Dans "La vérité sur la mort de Maurice Audin", il va tout au bout du mystère en rencontrant régulièrement le général Paul Aussaresses, l'homme qui a brisé le silence sur la torture durant la guerre d'Algérie. Cet homme à qui Jacques Chirac a enlevé la légion d'honneur, a 94 ans, était aveugle et vivait en Alsace, aux côtés d'Elvire, son épouse, « une femme décidée et réfléchie » qui joue un rôle important dans la révélation de la vérité.
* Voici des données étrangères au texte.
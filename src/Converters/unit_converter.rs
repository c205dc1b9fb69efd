//! # Common converter interface
//!
//! ## Main Data Structures and Logic
//! - `ConversionError`: non-numeric input or an unknown unit symbol
//! - `UnitConverter`: trait shared by the temperature, pressure and concentration converters
//! - `AnyConverter`: enum over the three converters, dispatched with `enum_dispatch`, so the
//!   quantity can be chosen at runtime (CLI menu, screen tabs)
//! - `parse_input()`: user text -> `f64`, the only place where invalid input is detected
//!
//! ## Usage
//! ```rust
//! use ChemLabKit::Converters::unit_converter::{AnyConverter, UnitConverter};
//! let conv = AnyConverter::from_quantity("temperature").unwrap();
//! assert_eq!(conv.convert_display("100", "C", "F"), "212.00");
//! assert_eq!(conv.convert_display("abc", "C", "F"), "Invalid input");
//! ```
use super::concentration::ConcentrationConverter;
use super::pressure::PressureConverter;
use super::temperature::TemperatureConverter;
use enum_dispatch::enum_dispatch;
use thiserror::Error;

/// what the screens show instead of a number when the input is not numeric
pub const INVALID_INPUT_DISPLAY: &str = "Invalid input";

#[derive(Debug, Clone, PartialEq, Error)]
pub enum ConversionError {
    #[error("invalid input: {0:?}")]
    InvalidInput(String),
    #[error("unknown unit: {0}")]
    UnknownUnit(String),
    #[error("unknown quantity: {0}")]
    UnknownQuantity(String),
}

/// Parses a decimal string typed by the user. Empty, non-numeric and non-finite input
/// is rejected, so a valid zero is never confused with garbage.
pub fn parse_input(text: &str) -> Result<f64, ConversionError> {
    match text.trim().parse::<f64>() {
        Ok(v) if v.is_finite() => Ok(v),
        _ => Err(ConversionError::InvalidInput(text.to_string())),
    }
}

#[enum_dispatch]
pub trait UnitConverter {
    fn quantity_name(&self) -> &'static str;
    /// canonical symbols of all supported units, canonical unit first
    fn unit_symbols(&self) -> Vec<&'static str>;
    fn convert_value(&self, value: f64, from: &str, to: &str) -> Result<f64, ConversionError>;
    fn format_value(&self, value: f64) -> String;

    fn convert_text(&self, input: &str, from: &str, to: &str) -> Result<f64, ConversionError> {
        let value = parse_input(input)?;
        self.convert_value(value, from, to)
    }

    /// result string for display; non-numeric input becomes `INVALID_INPUT_DISPLAY`
    fn convert_display(&self, input: &str, from: &str, to: &str) -> String {
        match self.convert_text(input, from, to) {
            Ok(v) => self.format_value(v),
            Err(ConversionError::InvalidInput(_)) => INVALID_INPUT_DISPLAY.to_string(),
            Err(e) => e.to_string(),
        }
    }

    /// the value expressed in every supported unit
    fn convert_all(&self, value: f64, from: &str) -> Result<Vec<(&'static str, f64)>, ConversionError> {
        self.unit_symbols()
            .into_iter()
            .map(|unit| Ok((unit, self.convert_value(value, from, unit)?)))
            .collect()
    }
}

#[enum_dispatch(UnitConverter)]
#[derive(Debug, Clone, Copy, PartialEq)]
pub enum AnyConverter {
    TemperatureConverter,
    PressureConverter,
    ConcentrationConverter,
}

impl AnyConverter {
    pub fn from_quantity(name: &str) -> Result<Self, ConversionError> {
        match name.trim().to_lowercase().as_str() {
            "temperature" | "t" | "temp" => Ok(TemperatureConverter.into()),
            "pressure" | "p" => Ok(PressureConverter.into()),
            "concentration" | "c" | "conc" => Ok(ConcentrationConverter.into()),
            other => Err(ConversionError::UnknownQuantity(other.to_string())),
        }
    }

    pub fn all() -> Vec<AnyConverter> {
        vec![
            TemperatureConverter.into(),
            PressureConverter.into(),
            ConcentrationConverter.into(),
        ]
    }
}
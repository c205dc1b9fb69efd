/// eng
/// The module turns freeform recipe text (one ingredient per line, e.g. "EDTA 0.1%" or
/// "Water up to 100%") into structured ingredient records. Lines that do not look like
/// "<name> [up to] <number>[unit]" are skipped and logged, never treated as an error.
pub mod recipe_parser;
/// eng
/// Recipe-mixing workspace: percent bookkeeping over parsed ingredients, balancing of
/// "up to" ingredients, batch weights for a given batch size and ingredient substitution.
pub mod recipe_workspace;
Commence alors un récit haletant, passionnant, documenté au possible car l'auteur ne veut rien laisser au hasard pour tenter de résoudre la dernière énigme de la guerre d'Algérie. Qui était Maurice Audin, cet homme dont deux places publiques, une à Alger et l'autre à Paris, rappellent la mémoire ? Ce jeune mathématicien, professeur à la fac d'Alger et militant communiste a été interpellé à son domicile, le 11 juin 1957. Henri Alleg, autre militant communiste arrêté mais qui s'en sortira, le croise au centre de triage d'El Biar. On ne retrouvera plus aucune trace de Maurice Audin, victime, comme tant d'autres d'horribles tortures.
La thèse officielle parle d'évasion mais cela n'est pas possible et ne cadre pas avec les habitudes du moment. Pour nous permettre de bien comprendre la psychologie des principaux protagonistes, Jean-Charles Deniau décrit d'abord le parcours de son interlocuteur. Après s'être battu pour libérer la France de l'occupant nazi, il va développer une haine viscérale du communisme d'abord en réprimant les grèves dans les houillères du Nord, en 1947, puis en Indochine.
L'auteur n'oublie pas la vie politique, les promesses non tenues de Guy Mollet qui bascule dans une politique répressive et double les effectifs militaires en Algérie en y envoyant le contingent, c'est-à-dire les appelés faisant leur service militaire. La bataille d'Alger commence et le général Massu charge Aussaresses de l'action. le 8 janvier 1957, celui-ci « savait que sa carrière militaire était fichue ».
Il faut lire ce livre pour découvrir tous les détails de cet engrenage de l'horreur mais une phrase a particulièrement retenu mon attention : « Je voudrais clairement mettre au jour la chaîne des responsabilités des civils –politiques et hauts fonctionnaires – et de la hiérarchie militaire qui ont poussé des soldats à se comporter en Algérie comme la Gestapo l'avait fait en France. »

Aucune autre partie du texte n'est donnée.